C’è un odio del pubblico che inquieta. Anche la consueta demonizzazione delle società partecipate dai Comuni, denunciate in quanto tali come la spia di chissà quale devianza criminogena, da curare con le nuove ondate di privatizzazioni, appare del tutto incomprensibile. Spesso proprio dalla partecipazione a enti e servizi, i Comuni traggono le risorse minimali oggi necessarie per conservare nei territori le tracce di una antica civiltà di buon governo, preservata miracolosamente da bravi amministratori malgrado la drastica strozzatura delle entrate. Che grazie a una raffica di tagli più o meno lineari nell’intera macchina pubblica si possano risanare i conti e favorire la crescita è soltanto un atto di fede preteso dall’ortodossia liberista ancora imperante.
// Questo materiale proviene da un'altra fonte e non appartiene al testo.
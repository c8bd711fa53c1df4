use serde::{Deserialize, Serialize};
use serde_json::json;

use super::{double_option, from_row, from_rows, len_between, non_negative_int4, FieldErrors, Validate};
use crate::database::{DatabaseError, QueryExecutor};
use crate::sql::{sql_for_partial_update, ColumnAlias, CompanyFilter, FilterSpec, FilterWhere, UpdateRequest};

/// Updatable company fields and their physical columns
pub const COMPANY_COLUMNS: ColumnAlias = ColumnAlias::new(&[("numEmployees", "num_employees"), ("logoUrl", "logo_url")])
    .allow(&["name", "description", "numEmployees", "logoUrl"]);

pub(crate) const COMPANY_FIELDS: &str = r#"handle, name, description, num_employees AS "numEmployees", logo_url AS "logoUrl""#;

#[derive(Debug, Clone, PartialEq, Serialize, Deserialize)]
#[serde(rename_all = "camelCase")]
pub struct Company {
    pub handle: String,
    pub name: String,
    pub description: String,
    pub num_employees: Option<i64>,
    pub logo_url: Option<String>,
}

/// A job as listed under its company
#[derive(Debug, Clone, PartialEq, Serialize, Deserialize)]
pub struct CompanyJob {
    pub id: i64,
    pub title: String,
    pub salary: Option<i64>,
    pub equity: Option<String>,
}

#[derive(Debug, Clone, PartialEq, Serialize)]
pub struct CompanyDetail {
    #[serde(flatten)]
    pub company: Company,
    pub jobs: Vec<CompanyJob>,
}

#[derive(Debug, Clone, Deserialize)]
#[serde(deny_unknown_fields, rename_all = "camelCase")]
pub struct NewCompany {
    pub handle: String,
    pub name: String,
    #[serde(default)]
    pub description: String,
    pub num_employees: Option<i64>,
    pub logo_url: Option<String>,
}

impl Validate for NewCompany {
    fn validate(&self) -> Result<(), FieldErrors> {
        let mut errors = FieldErrors::default();
        errors.check(len_between(&self.handle, 1, 25), "handle", "must be 1-25 characters");
        errors.check(self.handle == self.handle.to_lowercase(), "handle", "must be lowercase");
        errors.check(len_between(&self.name, 1, 255), "name", "must be 1-255 characters");
        errors.check(self.num_employees.map_or(true, non_negative_int4), "numEmployees", EMPLOYEES_RANGE);
        errors.check(self.logo_url.as_deref().map_or(true, is_url), "logoUrl", "must be an http(s) URL");
        errors.into_result()
    }
}

const EMPLOYEES_RANGE: &str = "must be between 0 and 2147483647";

/// PATCH body; `Some(None)` sets a nullable column to NULL and is rejected
/// by validation for `name` and `description`.
#[derive(Debug, Clone, Default, Deserialize)]
#[serde(deny_unknown_fields, rename_all = "camelCase")]
pub struct CompanyUpdate {
    #[serde(default, deserialize_with = "double_option")]
    pub name: Option<Option<String>>,
    #[serde(default, deserialize_with = "double_option")]
    pub description: Option<Option<String>>,
    #[serde(default, deserialize_with = "double_option")]
    pub num_employees: Option<Option<i64>>,
    #[serde(default, deserialize_with = "double_option")]
    pub logo_url: Option<Option<String>>,
}

impl CompanyUpdate {
    pub fn into_request(self) -> UpdateRequest {
        let mut request = UpdateRequest::new();
        request
            .set_opt("name", self.name.map(|v| json!(v)))
            .set_opt("description", self.description.map(|v| json!(v)))
            .set_opt("numEmployees", self.num_employees.map(|v| json!(v)))
            .set_opt("logoUrl", self.logo_url.map(|v| json!(v)));
        request
    }
}

impl Validate for CompanyUpdate {
    fn validate(&self) -> Result<(), FieldErrors> {
        let mut errors = FieldErrors::default();
        if let Some(name) = errors.not_null(&self.name, "name") {
            errors.check(len_between(name, 1, 255), "name", "must be 1-255 characters");
        }
        errors.not_null(&self.description, "description");
        if let Some(Some(n)) = self.num_employees {
            errors.check(non_negative_int4(n), "numEmployees", EMPLOYEES_RANGE);
        }
        if let Some(Some(url)) = &self.logo_url {
            errors.check(is_url(url), "logoUrl", "must be an http(s) URL");
        }
        errors.into_result()
    }
}

fn is_url(value: &str) -> bool {
    value.starts_with("http://") || value.starts_with("https://")
}

pub struct Companies<'a> {
    db: &'a dyn QueryExecutor,
}

impl<'a> Companies<'a> {
    pub fn new(db: &'a dyn QueryExecutor) -> Self {
        Self { db }
    }

    /// Insert a company. Duplicate handles are a `Conflict`.
    pub async fn create(&self, data: &NewCompany) -> Result<Company, DatabaseError> {
        let sql = format!(
            "INSERT INTO companies (handle, name, description, num_employees, logo_url) \
             VALUES ($1, $2, $3, $4, $5) \
             RETURNING {}",
            COMPANY_FIELDS
        );
        let params = [
            json!(data.handle),
            json!(data.name),
            json!(data.description),
            json!(data.num_employees),
            json!(data.logo_url),
        ];

        let row = match self.db.fetch_optional(&sql, &params).await {
            Err(DatabaseError::Conflict(_)) => {
                return Err(DatabaseError::Conflict(format!("Duplicate company: {}", data.handle)))
            }
            other => other?,
        };
        let row = row.ok_or_else(|| DatabaseError::Decode("INSERT returned no row".to_string()))?;
        from_row(row)
    }

    /// All companies matching `filter`, ordered by name
    pub async fn find_all(&self, filter: &CompanyFilter) -> Result<Vec<Company>, DatabaseError> {
        let clause = filter.to_where();
        let sql = format!("SELECT {} FROM companies{} ORDER BY name", COMPANY_FIELDS, clause.to_clause());
        let rows = self.db.fetch_all(&sql, &clause.params).await?;
        from_rows(rows)
    }

    /// A company with its jobs
    pub async fn get(&self, handle: &str) -> Result<CompanyDetail, DatabaseError> {
        let sql = format!("SELECT {} FROM companies WHERE handle = $1", COMPANY_FIELDS);
        let row = self
            .db
            .fetch_optional(&sql, &[json!(handle)])
            .await?
            .ok_or_else(|| DatabaseError::NotFound(format!("No company: {}", handle)))?;
        let company: Company = from_row(row)?;

        let jobs = self
            .db
            .fetch_all(
                "SELECT id, title, salary, equity FROM jobs WHERE company_handle = $1 ORDER BY id",
                &[json!(handle)],
            )
            .await?;

        Ok(CompanyDetail { company, jobs: from_rows(jobs)? })
    }

    /// Partial update; only the fields present in `data` change.
    pub async fn update(&self, handle: &str, data: CompanyUpdate) -> Result<Company, DatabaseError> {
        let set = sql_for_partial_update(data.into_request(), &COMPANY_COLUMNS)?;

        let mut key = FilterWhere::starting_at(set.values.len());
        key.eq("handle", handle);
        let key = key.build();

        let sql = format!(
            "UPDATE companies SET {} WHERE {} RETURNING {}",
            set.set_cols, key.sql, COMPANY_FIELDS
        );
        let params: Vec<_> = set.values.into_iter().chain(key.params).collect();

        // `name` is the only updatable UNIQUE column
        let row = self
            .db
            .fetch_optional(&sql, &params)
            .await
            .map_err(|e| match e {
                DatabaseError::Conflict(_) => DatabaseError::Conflict("Duplicate company name".to_string()),
                other => other,
            })?
            .ok_or_else(|| DatabaseError::NotFound(format!("No company: {}", handle)))?;
        from_row(row)
    }

    pub async fn remove(&self, handle: &str) -> Result<(), DatabaseError> {
        self.db
            .fetch_optional("DELETE FROM companies WHERE handle = $1 RETURNING handle", &[json!(handle)])
            .await?
            .ok_or_else(|| DatabaseError::NotFound(format!("No company: {}", handle)))?;
        Ok(())
    }
}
Oggi domina uno strano statalismo liberista che, in spregio a politiche pubbliche capaci di coesione sociale, conquista il centro del potere e impone con decisioni dall’alto ulteriori dismissioni, tagli, semplificazioni, chiusure, privatizzazioni, dirottamenti di risorse per le grandi banche. Costruire un deserto di diritti di cittadinanza, favorire una eutanasia delle politiche pubbliche e poi confidare nel miracolo della crescita spontanea degli spiriti animali è però una credenza veteroliberista del tutto assurda in tempi di cruda recessione che mostrano come la crisi del mercato non sia meno profonda della crisi dello Stato. La ripresa economica non può in alcun modo prescindere da una rinnovata stagione del pubblico (inteso alla maniera di oggi: non solo Stato, ma enti territoriali molteplici, settori di società civile). Essa non può quindi che partire dai livelli più vicini alle inquietudini e ai bisogni dei cittadini, cioè dalle autonomie locali che devono partecipare alla gestione di grandi obiettivi pubblici condivisi.
E se, per la crescita, invece delle cieche forbici alla Tremonti, che in realtà ci vedono bene perché spostano la domanda sociale dai beni pubblici ai beni privati, si usasse per una volta un po’ di sana cultura delle istituzioni democratiche?